Data given by the National Association of Realtors (NAR) may be erroneous. There is a possibility of exaggerated estimates of home sales, resulting from erroneous over-counting since 2007. Recent data by CoreLogic, which is based in California faults earlier data released by NAR. As CoreLogic reports a 10.8% reduction in home sales in 2010 compared to 2009, NAR reports a 5.7% reduction in the same. The two groups also report varying figures for 2009 sales as 4.9 million for NAR and 3.7 million for CoreLogic (Timiraos 1).
Although accurate figures would not substantially affect the sales, they would give the status quo of lacking investment in the sector, and the weak demand.

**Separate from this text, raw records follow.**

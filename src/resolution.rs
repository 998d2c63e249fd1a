//! Per-body collision accumulation and deterministic solving
//!
//! Every body that overlapped something this step owns one
//! [`Resolution`]: the collisions found for it, and the single
//! displacement they solve into. Determinism matters more than
//! elegance here: collisions are processed least-invasive first, and
//! each one re-runs SAT against the rectangle as displaced so far, so
//! later corrections are evaluated against the position already
//! partially corrected by earlier ones.

use std::cmp::Ordering;

use glam::Vec2;
use log::debug;

use crate::body::BodyId;
use crate::consts::CONFLICT_EPSILON;
use crate::geom::Rect;
use crate::sat::{self, Blocking};

/// Identity of the other side of a collision
#[derive(Debug, Clone, Copy, PartialEq, Eq, PartialOrd, Ord, Hash)]
pub enum Opponent {
    /// A registered body (in practice always kinetic)
    Body(BodyId),
    /// A static tile, addressed by grid cell
    Tile { x: i32, y: i32 },
}

/// One discovered overlap, pending resolution
#[derive(Debug, Clone, Copy)]
pub struct Collision {
    pub opponent: Opponent,
    /// The intersection rectangle at discovery time
    pub intersection: Rect,
}

/// Everything needed to resolve one body's collisions for one step
#[derive(Debug, Default)]
pub struct Resolution {
    collisions: Vec<Collision>,
    /// Cumulative displacement computed by [`Resolution::solve`]
    pub resolution: Vec2,
    /// Zero the matching velocity component when applying
    pub halt_x: bool,
    pub halt_y: bool,
    /// No further collisions are processed once set
    pub locked: bool,
    /// Conflicting corrections squeezed the body; deactivate it
    pub crushed: bool,
    /// Intersections that produced a correction
    pub resolved: Vec<Rect>,
    /// Intersections that produced none (masked out, already
    /// separated, or skipped as conflicting)
    pub unresolved: Vec<Rect>,
}

impl Resolution {
    /// Record a collision unless this opponent is already listed.
    ///
    /// An opponent found through several grid cells still contributes
    /// only one entry.
    pub fn add(&mut self, collision: Collision) {
        if self
            .collisions
            .iter()
            .any(|c| c.opponent == collision.opponent)
        {
            return;
        }
        self.collisions.push(collision);
    }

    pub fn collisions(&self) -> &[Collision] {
        &self.collisions
    }

    /// Solve the accumulated collisions into a single displacement.
    ///
    /// `lookup` maps an opponent to its current rectangle and, for
    /// tiles, its face mask; opponents that no longer exist resolve to
    /// `None` and are skipped. If a correction would push the body
    /// back across an axis already corrected the other way, the body
    /// is being squeezed: crushable bodies are marked crushed and the
    /// resolution locks, others skip the conflicting correction.
    pub fn solve<F>(&mut self, body_rect: Rect, velocity: Vec2, crushable: bool, lookup: F)
    where
        F: Fn(Opponent) -> Option<(Rect, Option<Blocking>)>,
    {
        self.collisions.sort_by(order_collisions);

        for i in 0..self.collisions.len() {
            if self.locked {
                break;
            }
            let collision = self.collisions[i];
            let Some((other_rect, blocking)) = lookup(collision.opponent) else {
                continue;
            };

            let moved = body_rect.translated(self.resolution);
            let Some(bundle) = sat::collide(&moved, &other_rect) else {
                // earlier corrections already separated this pair
                self.unresolved.push(collision.intersection);
                continue;
            };
            let manifold = match blocking {
                Some(mask) => bundle.resolve_permitted(mask),
                None => bundle.resolve(),
            };
            let Some(manifold) = manifold else {
                self.unresolved.push(collision.intersection);
                continue;
            };

            let displacement = manifold.displacement();
            if conflicts(self.resolution.x, displacement.x)
                || conflicts(self.resolution.y, displacement.y)
            {
                if crushable {
                    self.crushed = true;
                    self.locked = true;
                    debug!("conflicting corrections, body will be crushed");
                } else {
                    self.unresolved.push(collision.intersection);
                }
                continue;
            }

            self.resolution += displacement;
            if displacement.x * velocity.x < 0.0 {
                self.halt_x = true;
            }
            if displacement.y * velocity.y < 0.0 {
                self.halt_y = true;
            }
            self.resolved.push(collision.intersection);
        }
    }
}

/// Opposite-sign test with a tolerance so float noise never reads as a
/// squeeze
fn conflicts(accumulated: f32, incoming: f32) -> bool {
    accumulated.abs() > CONFLICT_EPSILON
        && incoming.abs() > CONFLICT_EPSILON
        && accumulated.signum() != incoming.signum()
}

/// Smallest intersection first; opponent identity breaks ties
fn order_collisions(a: &Collision, b: &Collision) -> Ordering {
    a.intersection
        .area()
        .partial_cmp(&b.intersection.area())
        .unwrap_or(Ordering::Equal)
        .then_with(|| a.opponent.cmp(&b.opponent))
}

Thus the period that would be taken to realize a given number of sales will be longer since the real downturn in the housing sector will be known to people. The real-estate sector will thus be adversely affected, with people being reluctant to invest in it. This is even though homeowners are less likely to be affected. The downward revision of the sales is being considered, but without overlooking possible understatement of the sales by CoreLogic. Once a downward revision is done, the sorry state of the real-estate sector will be revealed to investors. The revision is expected to be done this summer according to the NAR.
The discrepancies may have been brought by problems in sales tracking mechanisms. This fact has led to the emergence of other firms using different methods to track sales. CoreLogic uses local courthouses to achieve this objective, and allegedly tracks 85% of NAR-recorded sales. NAR uses multiple-listing services to track changes in sales occurring within a month. For its annual sales figures, census data is used in conjunction with a model that involves assumed parameters like population growth.

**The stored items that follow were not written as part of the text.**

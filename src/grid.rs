//! Level geometry and broad-phase spatial indexing
//!
//! Two structures back the broad phase: a dense array of static tile
//! bodies addressed directly by tile coordinate (set once per level
//! load), and a sparse cell map of moving bodies rebuilt from scratch
//! every fixed step. Off-grid coordinates are empty, never an error.

use std::collections::HashMap;

use glam::IVec2;
use log::info;
use serde::{Deserialize, Serialize};

use crate::body::BodyId;
use crate::error::ConfigError;
use crate::geom::{Rect, floor_div};
use crate::sat::Blocking;

/// A static tile occupying one grid cell
#[derive(Debug, Clone, Copy, PartialEq, Serialize, Deserialize)]
pub struct TileBody {
    pub aabb: Rect,
    /// Which of the tile's faces resolve collisions
    pub blocking: Blocking,
}

/// Static level geometry input
///
/// Tile size, grid offset, and a column-major array of tile bodies (at
/// most one per cell, indexed `tiles[x][y]`). Authoring and storage
/// formats live outside the engine; this is the read-only handoff.
#[derive(Debug, Clone, Serialize, Deserialize)]
pub struct Level {
    pub tile_size: u32,
    pub grid_offset: IVec2,
    pub tiles: Vec<Vec<Option<TileBody>>>,
}

impl Level {
    /// An empty level of the given cell dimensions
    pub fn empty(tile_size: u32, grid_offset: IVec2, columns: usize, rows: usize) -> Self {
        Self {
            tile_size,
            grid_offset,
            tiles: vec![vec![None; rows]; columns],
        }
    }

    /// Build the tile body for cell `(x, y)` with the given face mask
    pub fn tile_body(&self, x: i32, y: i32, blocking: Blocking) -> TileBody {
        let size = self.tile_size as f32;
        let world = (IVec2::new(x, y) + self.grid_offset).as_vec2() * size;
        TileBody {
            aabb: Rect::new(world.x, world.y, size, size),
            blocking,
        }
    }

    /// Place a tile at cell `(x, y)`; out-of-range cells are ignored
    pub fn set_tile(&mut self, x: usize, y: usize, blocking: Blocking) {
        let tile = self.tile_body(x as i32, y as i32, blocking);
        if let Some(cell) = self.tiles.get_mut(x).and_then(|col| col.get_mut(y)) {
            *cell = Some(tile);
        }
    }
}

/// Inclusive range of grid cells a rectangle may occupy
///
/// Start cell is the floor-divided origin minus the grid offset; the
/// span extends by the rectangle's dimensions rounded up to whole
/// tiles.
pub fn tile_span(rect: &Rect, tile_size: f32, offset: IVec2) -> (IVec2, IVec2) {
    let start = floor_div(rect.origin, tile_size) - offset;
    let end = IVec2::new(
        start.x + (rect.width / tile_size).ceil() as i32,
        start.y + (rect.height / tile_size).ceil() as i32,
    );
    (start, end)
}

/// Dense static-tile index built from a validated [`Level`]
#[derive(Debug, Clone)]
pub struct TileGrid {
    columns: Vec<Vec<Option<TileBody>>>,
}

impl TileGrid {
    /// Validate level geometry and build the dense index.
    ///
    /// Fails fast on a non-positive tile size, an empty grid, or
    /// ragged columns; bad geometry must never reach the stepper.
    pub fn from_level(level: &Level) -> Result<Self, ConfigError> {
        if level.tile_size == 0 {
            return Err(ConfigError::NonPositiveTileSize);
        }
        if level.tiles.is_empty() || level.tiles[0].is_empty() {
            return Err(ConfigError::EmptyGrid);
        }
        let expected = level.tiles[0].len();
        for (column, col) in level.tiles.iter().enumerate() {
            if col.len() != expected {
                return Err(ConfigError::RaggedGrid {
                    column,
                    height: col.len(),
                    expected,
                });
            }
        }
        info!(
            "level loaded: {}x{} cells, tile size {}",
            level.tiles.len(),
            expected,
            level.tile_size
        );
        Ok(Self {
            columns: level.tiles.clone(),
        })
    }

    /// Tile at a grid coordinate; off-grid coordinates are empty
    pub fn get(&self, x: i32, y: i32) -> Option<&TileBody> {
        let column = self.columns.get(usize::try_from(x).ok()?)?;
        column.get(usize::try_from(y).ok()?)?.as_ref()
    }
}

/// Sparse map of grid cell to occupying moving bodies
///
/// Rebuilt every fixed step. Per-cell lists keep insertion order, so a
/// query iterates occupants in the order bodies were registered.
#[derive(Debug, Default)]
pub struct SpatialGrid {
    cells: HashMap<(i32, i32), Vec<BodyId>>,
}

impl SpatialGrid {
    pub fn clear(&mut self) {
        self.cells.clear();
    }

    pub fn insert(&mut self, cell: (i32, i32), id: BodyId) {
        let occupants = self.cells.entry(cell).or_default();
        if !occupants.contains(&id) {
            occupants.push(id);
        }
    }

    pub fn occupants(&self, cell: (i32, i32)) -> &[BodyId] {
        self.cells.get(&cell).map(Vec::as_slice).unwrap_or(&[])
    }
}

The NAR models are suspected to have given erroneous sales due to the changes in the coverage of the multiple listing services. This is amid the failure of these firms to report to NAR the extent of their coverage. To correct this problem, additional assumptions are required, such as the incorporation of the sale-by-owner issue, and an estimation of sales relating to this issue. NAR should make these adjustments for correct figures of sales (Timiraos 1).

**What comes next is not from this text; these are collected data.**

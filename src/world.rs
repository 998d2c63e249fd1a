//! The world stepper
//!
//! Fixed-timestep orchestration: commit staged bodies, integrate
//! movement, populate the broad-phase grid, gather collisions, solve
//! and apply resolutions, notify watchers. Phase order is a hard
//! invariant; reordering changes simulation outcomes.

use std::collections::{BTreeMap, BTreeSet, HashMap};

use glam::{IVec2, Vec2};
use log::{debug, trace};

#[cfg(feature = "parallel")]
use rayon::prelude::*;

use crate::body::{Body, BodyId, BodyProps, BodyType};
use crate::consts::{CARRY_SHRINK, FALLBACK_CELL_SIZE, STEP_SIZE};
use crate::error::ConfigError;
use crate::geom::{Rect, shrink};
use crate::grid::{Level, SpatialGrid, TileGrid, tile_span};
use crate::resolution::{Collision, Opponent, Resolution};
use crate::sat::Blocking;

/// Receives collision start/stop notifications.
///
/// A contact starts the first step a collision against a given
/// opponent is registered and ends the first step it no longer is.
/// Bodies with `fires_contact_events == false` are silent.
pub trait ContactListener: Send {
    fn contact_started(&mut self, body: BodyId, opponent: Opponent);
    fn contact_ended(&mut self, body: BodyId, opponent: Opponent);
}

/// What one [`World::step`] call did
#[derive(Debug, Default)]
pub struct StepSummary {
    /// Whether at least one fixed internal step executed
    pub advanced: bool,
    /// Intersections the most recent internal step corrected
    pub resolved: Vec<Rect>,
    /// Intersections it could not correct (masked out, already
    /// separated, or conflicting)
    pub unresolved: Vec<Rect>,
}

Another problem is that the periodic revision of home-sales data by NAR will not be easy, because the 2010 census was not holistic. The census did not cover house sales data which is used by NAR for the aforementioned purpose. NAR must take a different approach to revise its data. Approached about its model by economists, NAR promised to look into the issue together with other stakeholders, spanning the public and private sectors.
For Mortgage Bankers Association, the cause of alarm in this issue was the inappropriateness of using the MBA mortgage-purchase application index in indicating the trends of house sales. The unreliability of this index started in 2007, and other data shows overstatement of the data for house sales by between 10% and 15%. Expressing concerns about this error, Mr. Brinkman, the Chief Economist at MBA said the market will be misguided (Timiraos 1).
The revisions are expected to affect business about the real estate but the broader economy may remain unscathed due to its reliance on the construction of new homes (Timiraos 1).
Timiraos, Nick. “Home Sales Data Doubted”. 2011. Web.